The occurrence of emerging micropollutants (pharmaceuticals, pesticides, personal care products, industrial compounds, etc.) in the environment is considered a major threat to human health and aquatic ecosystems. These micropollutants enter the environment through anthropogenic actions and have been identified in surface, ground, waste, and even in drinking water, in quantities ranging from ng L−1 to µg L−1. Currently, the pollution of the global water cycle with persistent organic pollutants remains one of the major challenges of the twenty-first century. Most of these organic substances are only partially removed by conventional wastewater treatment plants.
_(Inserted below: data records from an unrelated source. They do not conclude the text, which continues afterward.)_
//! Bearer-token session shared between the authenticate flow and request
//! building.
//!
//! # Design
//! The token is written only by `BankingClient::authenticate` and read every
//! time a request is built with `use_auth`. It lives behind an
//! `ArcSwapOption` so readers take a lock-free snapshot and a concurrent
//! authenticate never tears a read. No expiry or refresh: a token is used
//! until it is replaced or cleared.

use std::fmt;
use std::sync::Arc;

use arc_swap::ArcSwapOption;

pub struct Session {
    token: ArcSwapOption<String>,
}

impl Session {
    pub fn new() -> Self {
        Self {
            token: ArcSwapOption::empty(),
        }
    }

    pub fn with_token(token: impl Into<String>) -> Self {
        let session = Self::new();
        session.set_token(token);
        session
    }

    pub fn set_token(&self, token: impl Into<String>) {
        self.token.store(Some(Arc::new(token.into())));
    }

    /// Snapshot of the current token, if any.
    pub fn token(&self) -> Option<Arc<String>> {
        self.token.load_full()
    }

    pub fn clear(&self) {
        self.token.store(None);
    }

    pub fn is_authenticated(&self) -> bool {
        self.token.load().is_some()
    }
}

impl Default for Session {
    fn default() -> Self {
        Self::new()
    }
}

impl fmt::Debug for Session {
    fn fmt(&self, f: &mut fmt::Formatter<'_>) -> fmt::Result {
        f.debug_struct("Session")
            .field("authenticated", &self.is_authenticated())
            .finish()
    }
}
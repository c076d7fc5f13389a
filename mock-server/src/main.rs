use tokio::net::TcpListener;
use tracing_subscriber::{layer::SubscriberExt, util::SubscriberInitExt};

#[tokio::main]
async fn main() -> Result<(), std::io::Error> {
    tracing_subscriber::registry()
        .with(
            tracing_subscriber::EnvFilter::try_from_default_env()
                .unwrap_or_else(|_| "mock_server=info".into()),
        )
        .with(tracing_subscriber::fmt::layer())
        .init();

    let port = std::env::var("PORT").unwrap_or_else(|_| "8123".to_string());
    let addr = format!("127.0.0.1:{port}");
    let listener = TcpListener::bind(&addr).await?;
    tracing::info!(%addr, "mock banking server listening");
    mock_server::run(listener).await
}
//! HTTP transport types and the transport seam.
//!
//! # Design
//! Requests and responses are plain data. `RequestExecutor` builds an
//! `HttpRequest`, hands it to a `Transport`, and interprets the returned
//! `HttpResponse`. The transport only moves bytes; it never looks at status
//! codes, so a 4xx/5xx comes back as `Ok(HttpResponse)` and only failures to
//! complete the round-trip come back as `TransportError`.
//!
//! All fields use owned types (`String`, `Vec`) so requests can be cloned
//! into spies and replayed across retry attempts without lifetime concerns.

use std::fmt;
use std::sync::Arc;

/// HTTP method for a request.
#[derive(Debug, Clone, Copy, PartialEq, Eq)]
pub enum HttpMethod {
    Get,
    Post,
}

impl HttpMethod {
    pub fn as_str(self) -> &'static str {
        match self {
            HttpMethod::Get => "GET",
            HttpMethod::Post => "POST",
        }
    }
}

impl fmt::Display for HttpMethod {
    fn fmt(&self, f: &mut fmt::Formatter<'_>) -> fmt::Result {
        f.write_str(self.as_str())
    }
}

/// An HTTP request described as plain data.
///
/// Header names are stored lowercase.
#[derive(Debug, Clone, PartialEq, Eq)]
pub struct HttpRequest {
    pub method: HttpMethod,
    pub url: String,
    pub headers: Vec<(String, String)>,
    pub body: Option<String>,
}

impl HttpRequest {
    /// Look up a header value by (case-insensitive) name.
    pub fn header(&self, name: &str) -> Option<&str> {
        self.headers
            .iter()
            .find(|(key, _)| key.eq_ignore_ascii_case(name))
            .map(|(_, value)| value.as_str())
    }

    /// Set a header, replacing any existing value with the same name.
    pub fn set_header(&mut self, name: &str, value: impl Into<String>) {
        let name = name.to_ascii_lowercase();
        self.headers.retain(|(key, _)| *key != name);
        self.headers.push((name, value.into()));
    }
}

/// An HTTP response described as plain data.
#[derive(Debug, Clone, PartialEq, Eq)]
pub struct HttpResponse {
    pub status: u16,
    pub headers: Vec<(String, String)>,
    pub body: String,
}

impl HttpResponse {
    pub fn is_success(&self) -> bool {
        (200..300).contains(&self.status)
    }
}

/// Failure to complete a round-trip.
///
/// `Timeout` and `Connection` are network failures and may be retried.
/// `Request` means the request itself could not be sent as built (bad URL,
/// protocol error, oversized body); sending it again cannot help.
#[derive(Debug, Clone, PartialEq, Eq, thiserror::Error)]
pub enum TransportError {
    /// The attempt did not finish within the per-request timeout.
    #[error("timed out: {0}")]
    Timeout(String),

    /// Connection refused, DNS failure, reset, or any other I/O failure.
    #[error("connection error: {0}")]
    Connection(String),

    #[error("request failed: {0}")]
    Request(String),
}

impl TransportError {
    pub fn is_retryable(&self) -> bool {
        matches!(self, TransportError::Timeout(_) | TransportError::Connection(_))
    }
}

/// Executes a single HTTP attempt. Implementations must not retry.
pub trait Transport: Send + Sync {
    fn send(&self, request: &HttpRequest) -> Result<HttpResponse, TransportError>;
}

impl<T: Transport + ?Sized> Transport for Arc<T> {
    fn send(&self, request: &HttpRequest) -> Result<HttpResponse, TransportError> {
        (**self).send(request)
    }
}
Particularly, considerable amounts of pharmaceuticals are used in human and veterinary medicine, which are not efficiently removed during conventional wastewater treatments and subsequently continuously enter freshwater systems and even agricultural crops. Accordingly, we have evaluated the effectivity of TiO2 as a photocatalyst in tandem with Na2S2O8 as an oxidant for the treatment of a wastewater effluent polluted with pharmaceutical (atenolol, carbamazepine, clarithromycin, erythromycin, irbesartan, and ketoprofen) residues. Results show that the use of solar heterogeneous photocatalysis by means of band-gap semiconductor materials, especially TiO2 in combination with a strong oxidant such as Na2S2O8, significantly enhances their disappearance from the wastewater effluent. However, the selected pharmaceuticals show a slow degradation in wastewater effluent compared to pure water indicating that the occurrence of dissolved salts and organic carbon in wastewater effluent noticeably slows down the efficiency of the treatment. A single first-order model satisfactorily explains the photocatalytic degradation of the compounds studied for both, pure and wastewater. In the case of wastewater effluent, the highest DT50 values were observed for macrolides (13 and 16 min for erythromycin and clarithromycin, respectively), while the other compounds studied showed DT50 values below 10 min. This methodology has a notorious interest in some areas of the Mediterranean basin with water shortage, such as SE of Spain, where more than 3000 h of sunlight per year are recovered.